22 settembre 2011

Qualitativamente dispersi






Stamattina respiravo. In quel bilancio di in & out mi sono lasciata andare senza pensare più al più e al meno.
Poi sono arrivata in ufficio e ho aperto la mia posta.

Ho troppi amici che aspettano una risposta su FB. Amici che se incontro per strada non mi dicono una cyppa. Quindi penso che non è niente di urgente e che, in fondo, possono aspettare ancora un po'.
L. diceva che domandare è lecito e rispondere è cortesia.
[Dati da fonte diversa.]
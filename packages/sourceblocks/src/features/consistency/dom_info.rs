//! Source-block dominator tree for one method.
//!
//! The tree is flipped: an edge means "is dominated by", so a node's
//! `in_degree` counts the source blocks it immediately dominates. A leaf
//! (`in_degree == 0`, not removed) dominates nothing and may be removed
//! without stranding any other block's justification.

use crate::features::consistency::dom::{immediate_dominators, DomDirection};
use crate::shared::models::{BlockId, ControlFlowGraph, SourceBlock, SourceBlockInfo};
use rustc_hash::FxHashMap;
use std::collections::BTreeSet;
use std::fmt::Write as _;

#[derive(Debug, Clone, PartialEq, Eq)]
pub enum ImmDom {
    None,
    Node(SourceBlockInfo),
    /// Sentinel for removed nodes.
    Removed,
}

#[derive(Debug, Clone)]
pub struct DomTreeNode {
    pub imm_dom: ImmDom,
    pub in_degree: u32,
}

#[derive(Debug, Clone, Default)]
pub struct SourceBlockDomInfo {
    nodes: FxHashMap<SourceBlockInfo, DomTreeNode>,
    leaves: BTreeSet<SourceBlockInfo>,
}

fn block_sbs(cfg: &ControlFlowGraph, b: BlockId) -> Vec<&SourceBlock> {
    cfg.block(b)
        .source_blocks()
        .flat_map(|head| head.chain())
        .collect()
}

impl SourceBlockDomInfo {
    /// Build the tree from the current CFG state.
    ///
    /// Source blocks within a block chain onto each other in IR order; the
    /// first one hangs off the last source block of the block's idom, when
    /// that block has any.
    pub fn build(cfg: &ControlFlowGraph) -> Self {
        let idom = immediate_dominators(cfg, DomDirection::Forward);
        let mut info = Self::default();

        for b in cfg.block_ids() {
            let sbs = block_sbs(cfg, b);
            let mut prev: Option<SourceBlockInfo> = None;
            for sb in sbs {
                let sbi = sb.info();
                let imm_dom = match prev.take() {
                    Some(prev) => ImmDom::Node(prev),
                    None => match idom.get(&b).and_then(|d| block_sbs(cfg, *d).last().copied()) {
                        Some(dom_sb) => ImmDom::Node(dom_sb.info()),
                        None => ImmDom::None,
                    },
                };
                if let ImmDom::Node(dom) = &imm_dom {
                    info.bump_in_degree(dom.clone());
                }
                info.nodes.entry(sbi.clone()).or_insert(DomTreeNode {
                    imm_dom: ImmDom::None,
                    in_degree: 0,
                }).imm_dom = imm_dom;
                prev = Some(sbi);
            }
        }

        for (sbi, node) in &info.nodes {
            if node.in_degree == 0 {
                info.leaves.insert(sbi.clone());
            }
        }
        info
    }

    fn bump_in_degree(&mut self, sbi: SourceBlockInfo) {
        let node = self.nodes.entry(sbi.clone()).or_insert(DomTreeNode {
            imm_dom: ImmDom::None,
            in_degree: 0,
        });
        node.in_degree += 1;
        self.leaves.remove(&sbi);
    }

    /// Source blocks whose removal is currently legal, in deterministic
    /// order.
    pub fn removable(&self) -> &BTreeSet<SourceBlockInfo> {
        &self.leaves
    }

    pub fn contains(&self, sbi: &SourceBlockInfo) -> bool {
        self.nodes.contains_key(sbi)
    }

    pub fn len(&self) -> usize {
        self.nodes.len()
    }

    pub fn is_empty(&self) -> bool {
        self.nodes.is_empty()
    }

    /// Remove a leaf, exposing its dominator when it was the last dominated
    /// node. Removing a non-leaf is a programming error and aborts.
    pub fn remove(&mut self, sbi: &SourceBlockInfo) {
        let node = self
            .nodes
            .get_mut(sbi)
            .unwrap_or_else(|| panic!("removing unknown source block {sbi:?}"));
        assert!(
            node.in_degree == 0 && node.imm_dom != ImmDom::Removed,
            "illegal leaf removal of {sbi:?} (in_degree {})",
            node.in_degree
        );
        let old_dom = std::mem::replace(&mut node.imm_dom, ImmDom::Removed);
        node.in_degree = u32::MAX;
        self.leaves.remove(sbi);

        if let ImmDom::Node(dom) = old_dom {
            let dom_node = self.nodes.get_mut(&dom).expect("dominator tracked");
            dom_node.in_degree -= 1;
            if dom_node.in_degree == 0 && dom_node.imm_dom != ImmDom::Removed {
                self.leaves.insert(dom);
            }
        }
    }

    /// Render the idom map as `id:dom` pairs sorted by id (`-` for roots),
    /// for the unique-idom-maps artifact.
    pub fn serialize_idom_map(&self) -> String {
        let mut entries: Vec<(&SourceBlockInfo, &DomTreeNode)> = self
            .nodes
            .iter()
            .filter(|(_, n)| n.imm_dom != ImmDom::Removed)
            .collect();
        entries.sort_by(|a, b| a.0.cmp(b.0));
        let mut out = String::new();
        for (sbi, node) in entries {
            if !out.is_empty() {
                out.push(' ');
            }
            match &node.imm_dom {
                ImmDom::Node(dom) => {
                    let _ = write!(out, "{}:{}", sbi.id, dom.id);
                }
                _ => {
                    let _ = write!(out, "{}:-", sbi.id);
                }
            }
        }
        out
    }
}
Ma scortese è chi la domanda la sa, io neppure so che risposta aspettano perchè la questione non l'ho riportata nella mia razionalità. Ho solo una email che ogni tanto mi ricorda che ho degli amici, troppi amici, che aspettano una risposta MA solo su FB.
Credo che questo sia il fondamento dell'importanza, capito il fondamento, se ne comprende l'importanza.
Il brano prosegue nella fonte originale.